For a long time now, Berkshire Hathaway CEO Warren Buffett has been making heaps of money for his shareholders. Shares of the holding company have gained an unimaginable 3,371,367% since he took the reigns in 1965.

Buffett prefers buying great businesses whole, but Berkshire Hathaway also sports a large equity portfolio chock-full of income-generating stocks. Here are two stocks Berkshire owns that look like smart ones to buy now and hold for the long run.

Johnson & Johnson

Johnson & Johnson (JNJ -1.15%), or J&J, recently spun out its consumer health unit into a new company called Kenvue. Now, the 137-year-old business can focus on operating segments that are growing much faster -- medical technology and pharmaceuticals.

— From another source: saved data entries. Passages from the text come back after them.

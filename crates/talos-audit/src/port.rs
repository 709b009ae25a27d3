//! The audit store port and its query/result types.

use std::collections::BTreeMap;

use serde::{Deserialize, Serialize};
use talos_types::{Envelope, Outcome};

use crate::error::StoreError;

/// Page size used when a caller does not ask for one.
pub const DEFAULT_LIST_LIMIT: usize = 100;

/// Metadata key holding the policy reason for a `DENY` outcome.
pub const DENIAL_REASON_KEY: &str = "denial_reason";

/// Seconds per bucket in [`AuditStats::request_volume_series`].
pub(crate) const BUCKET_SECS: i64 = 3_600;

/// Durable sink for sealed envelopes.
///
/// Implementations are synchronous; async callers run them on the blocking
/// pool.
pub trait AuditStore: Send + Sync {
    /// Persists `envelope`. Appending an `event_id` that is already stored
    /// is a no-op.
    ///
    /// # Errors
    ///
    /// Returns [`StoreError`] if the backend rejects the write.
    fn append(&self, envelope: &Envelope) -> Result<(), StoreError>;

    /// Returns up to `query.limit` events strictly older than
    /// `query.before`, in chronological order.
    ///
    /// # Errors
    ///
    /// Returns [`StoreError::InvalidCursor`] for an undecodable cursor, or a
    /// backend error.
    fn list(&self, query: &ListQuery) -> Result<EventPage, StoreError>;

    /// Aggregates outcomes for events whose timestamp lies in `range`.
    ///
    /// # Errors
    ///
    /// Returns [`StoreError`] if the backend query fails.
    fn stats(&self, range: StatsRange) -> Result<AuditStats, StoreError>;
}

/// Equality filters for [`AuditStore::list`]. Unset fields match everything.
#[derive(Debug, Clone, Default, PartialEq, Eq)]
pub struct ListFilter {
    pub session_id: Option<String>,
    pub correlation_id: Option<String>,
    pub outcome: Option<Outcome>,
}

impl ListFilter {
    pub(crate) fn matches(&self, envelope: &Envelope) -> bool {
        let eq = |want: &Option<String>, have: &Option<String>| {
            want.as_deref().map_or(true, |w| have.as_deref() == Some(w))
        };
        eq(&self.session_id, &envelope.session_id)
            && eq(&self.correlation_id, &envelope.correlation_id)
            && self.outcome.map_or(true, |o| o == envelope.outcome)
    }
}

/// A single page request.
#[derive(Debug, Clone, PartialEq, Eq)]
pub struct ListQuery {
    /// Cursor of the oldest event already seen; `None` starts at the newest.
    pub before: Option<String>,
    pub limit: usize,
    pub filter: ListFilter,
}

impl Default for ListQuery {
    fn default() -> Self {
        Self {
            before: None,
            limit: DEFAULT_LIST_LIMIT,
            filter: ListFilter::default(),
        }
    }
}

/// One page of events, oldest first.
#[derive(Debug, Clone, Default, PartialEq, Serialize, Deserialize)]
pub struct EventPage {
    pub events: Vec<Envelope>,
    /// Pass as `before` to fetch the preceding page. `None` once the page
    /// came back short, which means there is nothing older.
    pub next_cursor: Option<String>,
}

impl EventPage {
    /// Builds a page from rows fetched newest-first.
    pub(crate) fn from_newest_first(mut events: Vec<Envelope>, limit: usize) -> Self {
        let full = limit > 0 && events.len() == limit;
        events.reverse();
        let next_cursor = if full {
            events.first().map(|e| e.cursor.clone())
        } else {
            None
        };
        Self {
            events,
            next_cursor,
        }
    }
}

/// Inclusive time range in fractional Unix seconds.
#[derive(Debug, Clone, Copy, PartialEq)]
pub struct StatsRange {
    pub start: f64,
    pub end: f64,
}

impl StatsRange {
    /// The `hours` ending at `now`.
    pub fn trailing_hours(now: f64, hours: u32) -> Self {
        Self {
            start: now - f64::from(hours) * BUCKET_SECS as f64,
            end: now,
        }
    }

    pub(crate) fn contains(&self, timestamp: f64) -> bool {
        timestamp >= self.start && timestamp <= self.end
    }
}

/// Dashboard aggregates over a [`StatsRange`].
#[derive(Debug, Clone, PartialEq, Serialize, Deserialize)]
pub struct AuditStats {
    /// Number of events in the range.
    pub requests: u64,
    /// Share of events with outcome `OK`; `1.0` when the range is empty.
    pub auth_success_rate: f64,
    /// `DENY` events grouped by `metadata.denial_reason`; events without a
    /// reason are not counted here.
    pub denial_reason_counts: BTreeMap<String, u64>,
    /// Hourly buckets, ascending by bucket start.
    pub request_volume_series: Vec<VolumeBucket>,
}

impl AuditStats {
    pub(crate) fn from_parts(
        requests: u64,
        ok: u64,
        denial_reason_counts: BTreeMap<String, u64>,
        request_volume_series: Vec<VolumeBucket>,
    ) -> Self {
        let auth_success_rate = if requests == 0 {
            1.0
        } else {
            ok as f64 / requests as f64
        };
        Self {
            requests,
            auth_success_rate,
            denial_reason_counts,
            request_volume_series,
        }
    }
}

/// Outcome counts for one hour.
#[derive(Debug, Clone, Copy, Default, PartialEq, Eq, Serialize, Deserialize)]
pub struct VolumeBucket {
    /// Bucket start, Unix seconds aligned to the hour.
    pub time: i64,
    pub ok: u64,
    pub deny: u64,
    pub error: u64,
}

/// Hour bucket containing `timestamp`.
pub(crate) fn bucket_start(timestamp: f64) -> i64 {
    (timestamp as i64).div_euclid(BUCKET_SECS) * BUCKET_SECS
}

/// The denial reason recorded on `envelope`, if it carries a string one.
pub(crate) fn denial_reason(envelope: &Envelope) -> Option<&str> {
    envelope
        .metadata
        .get(DENIAL_REASON_KEY)
        .and_then(|v| v.as_str())
        .filter(|s| !s.is_empty())
}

Drug sales don't always move in a positive direction, and one of J&J's top-selling cancer drugs, Imbruvica, is losing ground to similar treatments more recently launched by competitors. Its blockbuster prostate cancer treatment, Zytiga, is also losing market share to cheap generic competition.

Over the years, J&J has expertly funneled profits from established drugs into the development of new ones, such as Darzalex. First-quarter sales of this multiple myeloma treatment grew 22% year over year to an outstanding $2.3 billion. With a big push in the right direction from more recently launched products, first-quarter pharmaceutical sales rose 7.2% year over year, once adjusted for the negative effects of a stronger U.S. dollar.

J&J's medical tech and pharmaceutical products generate a lot of profits, and the company is committed to sharing as much as possible with shareholders while investing for a brighter future. In the first quarter, the company was able to invest $3.6 billion into research and development and return $5.4 billion to shareholders in the form of dividends and share buybacks.

J&J stock currently offers a 3% dividend yield, and you can bank on the payout rising over time. In April, the company raised the quarterly payout for the 61st year in a row.

You can buy J&J shares for just 14.7 times forward-looking earnings expectations right now. This is a pretty good price for a well-established dividend payer you can reasonably expect to grow by a mid-single-digit percentage over the long run. Adding some shares to your portfolio and holding them for the next 137 years looks like a smart move.

Bank of America

Buffett's interest in banks has waned in recent years, but he's still a big fan of Bank of America (BAC -1.07%). It's the second-largest holding in Berkshire Hathaway's equity portfolio.

Finance industry professionals once turned up their noses at Bank of America's somewhat stodgy attitude toward market expansion. Buffett, though, is far more interested in a consistent performance.

Bank of America CEO Brian Moynihan appreciates consistency as much as Buffett does. He recently reported the bank's seventh straight quarter of positive operating leverage, and profits are soaring.

Bank of America is sitting on $1.9 trillion of deposits, and its savings accounts still offer consumers an interest rate of just 0.04% or less. Now that the federal funds rate has soared past 5%, this bank's low-interest deposit base is practically a license to print money.

Shares of Bank of America currently offer a 3.1% yield. The bank slashed its dividend during the global financial crisis, but the payout has moved in a positive direction since Moynihan became CEO in 2010, including an impressive 46% gain over the past five years.

First-quarter net income surged 15% year over year, and an unusually wide net interest margin made continued gains seem likely. Despite its encouraging performance, the stock is trading for just 8.6 times trailing earnings. At this low valuation, long-term investors could receive market-beating gains even if profits never rise from present levels.